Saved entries

......

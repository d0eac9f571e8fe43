//! Cell addressing: `<cell-path>!<item>@<host>`
//!
//! A [`CellPath`] names a node in the cell tree, counted from the top cell
//! (`api.east.rack1`). The empty path means "this cell". A [`TargetAddress`]
//! pins an item (a service id, a compute node id, a host name) to a cell and,
//! optionally, to a host inside that cell.

use std::fmt;
use std::str::FromStr;

use serde::{Deserialize, Serialize};

use crate::error::{CellError, Result};

/// Separates the cell path from the item
pub const CELL_ITEM_SEPARATOR: char = '!';
/// Separates the item from the host
pub const HOST_SEPARATOR: char = '@';
/// Joins cell path segments unless configured otherwise
pub const DEFAULT_PATH_SEPARATOR: char = '.';

/// Path from the top of the cell tree down to one cell
#[derive(Debug, Clone, Default, PartialEq, Eq, Hash, PartialOrd, Ord, Serialize, Deserialize)]
#[serde(try_from = "String", into = "String")]
pub struct CellPath {
    segments: Vec<String>,
}

impl CellPath {
    /// The zero-length path, meaning "this cell"
    pub fn local() -> Self {
        Self::default()
    }

    /// Build a path from already split segments
    pub fn new<I, S>(segments: I) -> Result<Self>
    where
        I: IntoIterator<Item = S>,
        S: Into<String>,
    {
        Self::new_with(segments, DEFAULT_PATH_SEPARATOR)
    }

    /// Build a path whose segments must also stay clear of `separator`
    pub fn new_with<I, S>(segments: I, separator: char) -> Result<Self>
    where
        I: IntoIterator<Item = S>,
        S: Into<String>,
    {
        let segments: Vec<String> = segments.into_iter().map(Into::into).collect();
        for segment in &segments {
            validate_segment(segment, separator).map_err(|reason| CellError::malformed(segment, reason))?;
        }
        Ok(Self { segments })
    }

    /// Parse a path joined with the default separator
    pub fn parse(text: &str) -> Result<Self> {
        Self::parse_with(text, DEFAULT_PATH_SEPARATOR)
    }

    /// Parse a path joined with `separator`
    pub fn parse_with(text: &str, separator: char) -> Result<Self> {
        if text.is_empty() {
            return Ok(Self::local());
        }
        let mut segments = Vec::new();
        for segment in text.split(separator) {
            validate_segment(segment, separator).map_err(|reason| CellError::malformed(text, reason))?;
            segments.push(segment.to_string());
        }
        Ok(Self { segments })
    }

    pub fn segments(&self) -> &[String] {
        &self.segments
    }

    /// True for the zero-length path
    pub fn is_local(&self) -> bool {
        self.segments.is_empty()
    }

    /// Number of segments (0 for the local path)
    pub fn depth(&self) -> usize {
        self.segments.len()
    }

    /// Name of the cell itself (last segment)
    pub fn name(&self) -> Option<&str> {
        self.segments.last().map(String::as_str)
    }

    /// Path of the parent cell, `None` at the top or for the local path
    pub fn parent(&self) -> Option<CellPath> {
        if self.segments.len() < 2 {
            return None;
        }
        Some(Self {
            segments: self.segments[..self.segments.len() - 1].to_vec(),
        })
    }

    /// Path of a direct child named `name`
    pub fn child(&self, name: &str) -> Result<CellPath> {
        validate_segment(name, DEFAULT_PATH_SEPARATOR).map_err(|reason| CellError::malformed(name, reason))?;
        let mut segments = self.segments.clone();
        segments.push(name.to_string());
        Ok(Self { segments })
    }

    /// True when `self` is a strict prefix of `other`
    pub fn is_ancestor_of(&self, other: &CellPath) -> bool {
        !self.is_local()
            && self.segments.len() < other.segments.len()
            && other.segments.starts_with(&self.segments)
    }

    /// True when `other` is `self` or lies below it
    pub fn contains(&self, other: &CellPath) -> bool {
        self == other || self.is_ancestor_of(other)
    }

    /// Render with an explicit separator
    pub fn to_string_with(&self, separator: char) -> String {
        let mut buf = [0u8; 4];
        self.segments.join(separator.encode_utf8(&mut buf))
    }
}

/// A segment may hold neither address delimiter, nor the separator in use,
/// nor the default separator the serialized form is joined with.
fn validate_segment(segment: &str, separator: char) -> std::result::Result<(), String> {
    if segment.is_empty() {
        return Err("empty cell name in path".into());
    }
    if let Some(bad) = segment.chars().find(|c| {
        *c == CELL_ITEM_SEPARATOR || *c == HOST_SEPARATOR || *c == DEFAULT_PATH_SEPARATOR || *c == separator
    }) {
        return Err(format!("cell name '{segment}' contains reserved character '{bad}'"));
    }
    Ok(())
}

impl fmt::Display for CellPath {
    fn fmt(&self, f: &mut fmt::Formatter<'_>) -> fmt::Result {
        f.write_str(&self.to_string_with(DEFAULT_PATH_SEPARATOR))
    }
}

impl FromStr for CellPath {
    type Err = CellError;

    fn from_str(s: &str) -> Result<Self> {
        Self::parse(s)
    }
}

impl TryFrom<String> for CellPath {
    type Error = CellError;

    fn try_from(value: String) -> Result<Self> {
        Self::parse(&value)
    }
}

impl From<CellPath> for String {
    fn from(path: CellPath) -> Self {
        path.to_string()
    }
}

/// An item in a cell, optionally pinned to a host
#[derive(Debug, Clone, PartialEq, Eq, Hash)]
pub struct TargetAddress {
    pub cell_path: CellPath,
    pub item: String,
    pub host: Option<String>,
}

impl TargetAddress {
    /// Build and validate an address
    pub fn new(cell_path: CellPath, item: impl Into<String>, host: Option<String>) -> Result<Self> {
        let addr = Self {
            cell_path,
            item: item.into(),
            host,
        };
        addr.validate()?;
        Ok(addr)
    }

    /// Parse `cell_path!item` or `cell_path!item@host` with the default separator
    pub fn parse(text: &str) -> Result<Self> {
        Self::parse_with(text, DEFAULT_PATH_SEPARATOR)
    }

    /// Parse with a configured path separator.
    ///
    /// The host is split off at the last `@`; the cell path ends at the first `!`.
    pub fn parse_with(text: &str, separator: char) -> Result<Self> {
        let (rest, host) = match text.rfind(HOST_SEPARATOR) {
            Some(at) => (&text[..at], Some(text[at + 1..].to_string())),
            None => (text, None),
        };
        let bang = rest
            .find(CELL_ITEM_SEPARATOR)
            .ok_or_else(|| CellError::malformed(text, "missing '!' between cell path and item"))?;
        let cell_path = CellPath::parse_with(&rest[..bang], separator).map_err(|e| match e {
            CellError::MalformedAddress { reason, .. } => CellError::malformed(text, reason),
            other => other,
        })?;
        let addr = Self {
            cell_path,
            item: rest[bang + 1..].to_string(),
            host,
        };
        addr.validate().map_err(|e| match e {
            CellError::MalformedAddress { reason, .. } => CellError::malformed(text, reason),
            other => other,
        })?;
        Ok(addr)
    }

    /// Inverse of [`TargetAddress::parse`]
    pub fn format(&self) -> String {
        self.format_with(DEFAULT_PATH_SEPARATOR)
    }

    pub fn format_with(&self, separator: char) -> String {
        let mut out = self.cell_path.to_string_with(separator);
        out.push(CELL_ITEM_SEPARATOR);
        out.push_str(&self.item);
        if let Some(host) = &self.host {
            out.push(HOST_SEPARATOR);
            out.push_str(host);
        }
        out
    }

    /// The host a host-scoped request should land on: `@host` if given, else the item
    pub fn destination_host(&self) -> &str {
        self.host.as_deref().unwrap_or(&self.item)
    }

    fn validate(&self) -> Result<()> {
        let shown = || self.format();
        if self.item.is_empty() {
            return Err(CellError::malformed(&shown(), "empty item"));
        }
        match &self.host {
            Some(host) if host.is_empty() => {
                return Err(CellError::malformed(&shown(), "empty host after '@'"));
            }
            Some(host) if host.contains(HOST_SEPARATOR) => {
                return Err(CellError::malformed(&shown(), "host contains '@'"));
            }
            None if self.item.contains(HOST_SEPARATOR) => {
                return Err(CellError::malformed(&shown(), "item contains '@' but no host is set"));
            }
            _ => {}
        }
        Ok(())
    }
}

impl fmt::Display for TargetAddress {
    fn fmt(&self, f: &mut fmt::Formatter<'_>) -> fmt::Result {
        f.write_str(&self.format())
    }
}

impl FromStr for TargetAddress {
    type Err = CellError;

    fn from_str(s: &str) -> Result<Self> {
        Self::parse(s)
    }
}

/// Qualify `item` with the cell it came from: `cell!item`
pub fn cell_with_item(cell: &CellPath, item: &str, separator: char) -> String {
    let mut out = cell.to_string_with(separator);
    out.push(CELL_ITEM_SEPARATOR);
    out.push_str(item);
    out
}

......

■ What is being asked
All that is needed is how many lines of the data contain "Debug", stated as a number.

■ Response area
2